The average throat pain after 30 minutes in the PACU is 1.230 (95% CI: 0.604, 1.855) when all other predictors are 0. Since p<0.001, we reject the null hypothesis and conclude it is significantly different from 0.
This interpretation, however, is nonsensical since it both extrapolates to ages we do not have (i.e., 0) and a newborn would not be able to report their pain at 30 minutes in the PACU.
Recall, our brief, but complete, interpretation involves (1) the point estimate, (2) an interval estimate, (3) a decision, and (4) a measure of uncertainty.
Write the hypothesis being tested in the regression output for this coefficient. What is the estimated effect of treatment and how would you interpret it (provide a brief, but complete, interpretation)?
Solution:
Our hypotheses are \(H_0\colon \beta_1 = 0\) versus \(H_1\colon \beta_1 \neq 0\).

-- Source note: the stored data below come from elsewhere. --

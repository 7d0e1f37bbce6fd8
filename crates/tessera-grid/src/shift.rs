//! Directional move/merge scan.

use rand::Rng;
use smallvec::SmallVec;
use tessera_core::{Cell, Direction, CELL_COUNT, COLS, ROWS};

use crate::grid::Grid;

/// Result of one directional command.
#[derive(Clone, Debug, Default, PartialEq, Eq)]
pub struct MoveOutcome {
    /// Whether any tile changed cell or value.
    pub moved: bool,
    /// New value of each merged tile, in scan order.
    pub merges: SmallVec<[u32; 8]>,
    /// Cell of the tile spawned after the move, if one was.
    pub spawned: Option<Cell>,
}

impl MoveOutcome {
    /// Score credited for this move: the sum of merged values.
    pub fn score_gained(&self) -> u64 {
        self.merges.iter().map(|&v| u64::from(v)).sum()
    }
}

/// Cells in the order a move in `dir` processes them.
///
/// Tiles nearest the target edge come first, so they claim their
/// destinations before the tiles behind them start sliding.
pub fn scan_order(dir: Direction) -> impl Iterator<Item = Cell> {
    (0..CELL_COUNT).filter_map(move |i| {
        let (row, col) = (i / COLS, i % COLS);
        match dir {
            Direction::Left | Direction::Up => Cell::new(row, col),
            Direction::Right => Cell::new(row, COLS - 1 - col),
            Direction::Down => Cell::new(ROWS - 1 - row, col),
        }
    })
}

enum Step {
    Slide,
    Merge,
    Blocked,
}

impl Grid {
    /// Slide and merge every tile toward `dir` without spawning.
    ///
    /// A destination that has already absorbed a tile this move refuses a
    /// second merge. All merge locks are released once the scan ends.
    pub fn shift(&mut self, dir: Direction) -> MoveOutcome {
        let mut outcome = MoveOutcome::default();
        for cell in scan_order(dir) {
            self.slide_tile(cell, dir, &mut outcome);
        }
        for tile in self.tiles_mut() {
            tile.release();
        }
        outcome
    }

    /// Apply one directional command.
    ///
    /// If anything moved, one random tile is spawned and dead is
    /// re-evaluated. A move that changes nothing leaves the grid untouched
    /// and draws nothing from `rng`.
    pub fn apply_move<R: Rng + ?Sized>(&mut self, dir: Direction, rng: &mut R) -> MoveOutcome {
        let mut outcome = self.shift(dir);
        if outcome.moved {
            outcome.spawned = Some(self.spawn_random(rng));
            if self.check_dead() {
                self.mark_dead();
            }
        }
        outcome
    }

    fn slide_tile(&mut self, from: Cell, dir: Direction, outcome: &mut MoveOutcome) {
        let mut current = from;
        while let Some(next) = current.neighbour(dir) {
            let Some(value) = self.tile(current).map(|t| t.value()) else {
                return;
            };
            let step = match self.tile(next) {
                None => Step::Slide,
                Some(dest) if dest.value() == value && dest.can_combine() => Step::Merge,
                Some(_) => Step::Blocked,
            };
            match step {
                Step::Slide => {
                    let mut tile = self.slot_mut(current).take();
                    if let Some(tile) = tile.as_mut() {
                        tile.relocate(next);
                    }
                    *self.slot_mut(next) = tile;
                    outcome.moved = true;
                    current = next;
                }
                Step::Merge => {
                    *self.slot_mut(current) = None;
                    if let Some(dest) = self.slot_mut(next).as_mut() {
                        outcome.merges.push(dest.absorb());
                    }
                    outcome.moved = true;
                    return;
                }
                Step::Blocked => return,
            }
        }
    }
}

Those treated with licorice have a significantly lower throat pain score after 30 minutes in the PACU that is, on average, 0.745 lower (95% CI: 0.437 to 1.052 lower) than those treated with sugar water after adjusting for gender and age (p<0.001).
Write the hypothesis being tested in the regression output for this coefficient. What is the estimated effect of age and how would you interpret it (provide a brief, but complete, interpretation)?
Solution:
Our hypotheses are \(H_0\colon \beta_3 = 0\) versus \(H_1\colon \beta_3 \neq 0\).

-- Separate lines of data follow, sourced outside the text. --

//! A single numbered tile.

use tessera_core::Cell;

use crate::layout::{Layout, Point};

/// Frames of the spawn "grow" animation (scale 0.1 up to 1.0).
const SPAWN_FRAMES: u8 = 10;
/// Frames of the merge "pop" animation (scale 1.2 down toward 1.0).
const COMBINE_FRAMES: u8 = 3;
const COMBINE_START_SCALE: f32 = 1.2;
const COMBINE_SCALE_STEP: f32 = 0.08;

/// Transient visual effect on a tile.
#[derive(Clone, Copy, Debug, Default, PartialEq, Eq)]
pub enum TileAnimation {
    /// No effect; drawn at scale 1.0.
    #[default]
    Idle,
    /// Growing in after a spawn. `frame` counts up from 0.
    Spawning {
        /// Frames elapsed since the spawn.
        frame: u8,
    },
    /// Popping after a merge. `frame` counts up from 0.
    Combining {
        /// Frames elapsed since the merge.
        frame: u8,
    },
}

impl TileAnimation {
    /// Draw scale for the current frame.
    pub fn scale(self) -> f32 {
        match self {
            TileAnimation::Idle => 1.0,
            TileAnimation::Spawning { frame } => f32::from(frame + 1) / f32::from(SPAWN_FRAMES),
            TileAnimation::Combining { frame } => {
                COMBINE_START_SCALE - COMBINE_SCALE_STEP * f32::from(frame)
            }
        }
    }

    fn advance(self) -> Self {
        match self {
            TileAnimation::Spawning { frame } if frame + 1 < SPAWN_FRAMES => {
                TileAnimation::Spawning { frame: frame + 1 }
            }
            TileAnimation::Combining { frame } if frame + 1 < COMBINE_FRAMES => {
                TileAnimation::Combining { frame: frame + 1 }
            }
            _ => TileAnimation::Idle,
        }
    }
}

/// A numbered tile owned by exactly one grid cell.
///
/// `cell` always equals the coordinates of the cell that owns the tile.
/// `position` is the animated pixel position and converges toward the
/// cell's canonical pixel position one slide step per tick.
#[derive(Clone, Debug, PartialEq)]
pub struct Tile {
    value: u32,
    cell: Cell,
    position: Point,
    can_combine: bool,
    animation: TileAnimation,
}

impl Tile {
    /// A freshly spawned tile, drawn at its cell and growing in.
    pub(crate) fn spawned(value: u32, cell: Cell, layout: &Layout) -> Self {
        Self {
            value,
            cell,
            position: layout.cell_origin(cell),
            can_combine: true,
            animation: TileAnimation::Spawning { frame: 0 },
        }
    }

    /// Game value of the tile.
    pub fn value(&self) -> u32 {
        self.value
    }

    /// The cell that owns this tile.
    pub fn cell(&self) -> Cell {
        self.cell
    }

    /// Current animated pixel position.
    pub fn position(&self) -> Point {
        self.position
    }

    /// Whether the tile may still absorb a tile during the current move.
    pub fn can_combine(&self) -> bool {
        self.can_combine
    }

    /// Whether the merge "pop" effect is playing.
    pub fn combine_animation_active(&self) -> bool {
        matches!(self.animation, TileAnimation::Combining { .. })
    }

    /// Current visual effect.
    pub fn animation(&self) -> TileAnimation {
        self.animation
    }

    /// Draw scale for the current frame.
    pub fn scale(&self) -> f32 {
        self.animation.scale()
    }

    pub(crate) fn relocate(&mut self, cell: Cell) {
        self.cell = cell;
    }

    /// Absorb an equal tile: double the value and lock out further merges
    /// for the rest of this move. Returns the new value.
    pub(crate) fn absorb(&mut self) -> u32 {
        self.value *= 2;
        self.can_combine = false;
        self.animation = TileAnimation::Combining { frame: 0 };
        self.value
    }

    pub(crate) fn release(&mut self) {
        self.can_combine = true;
    }

    /// One tick of slide and scale animation. Returns whether the tile is
    /// still moving or animating afterward.
    pub(crate) fn advance(&mut self, layout: &Layout) -> bool {
        let target = layout.cell_origin(self.cell);
        self.position = layout.step_toward(self.position, target);
        self.animation = self.animation.advance();
        self.position != target || self.animation != TileAnimation::Idle
    }
}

For a one year increase in age, throat pain score after 30 minutes in the PACU is 0.002 higher (95% CI: -0.012 lower to 0.008 higher) after adjusting for treatment group and gender. Since p=0.719, we fail to reject the null hypothesis that the slope is different from 0.
Evaluate if the addition of age and gender contribute significantly to the prediction of throat pain over and above that achieved by treatment group alone. Write out the null and alternative hypotheses being tested and your conclusion.
Solution:
We can do this “by hand” or using R (or SAS) to do the calculations for us. We will start with our hand calculation and compare to R’s result.
The null hypothesis we are evaluating is \(H_0\colon \beta_2 = \beta_3 = 0\) versus the alternative hypothesis (\(H_1\)) that at least one coefficient of \(\beta_2\) and \(\beta_3\) is not equal to 0.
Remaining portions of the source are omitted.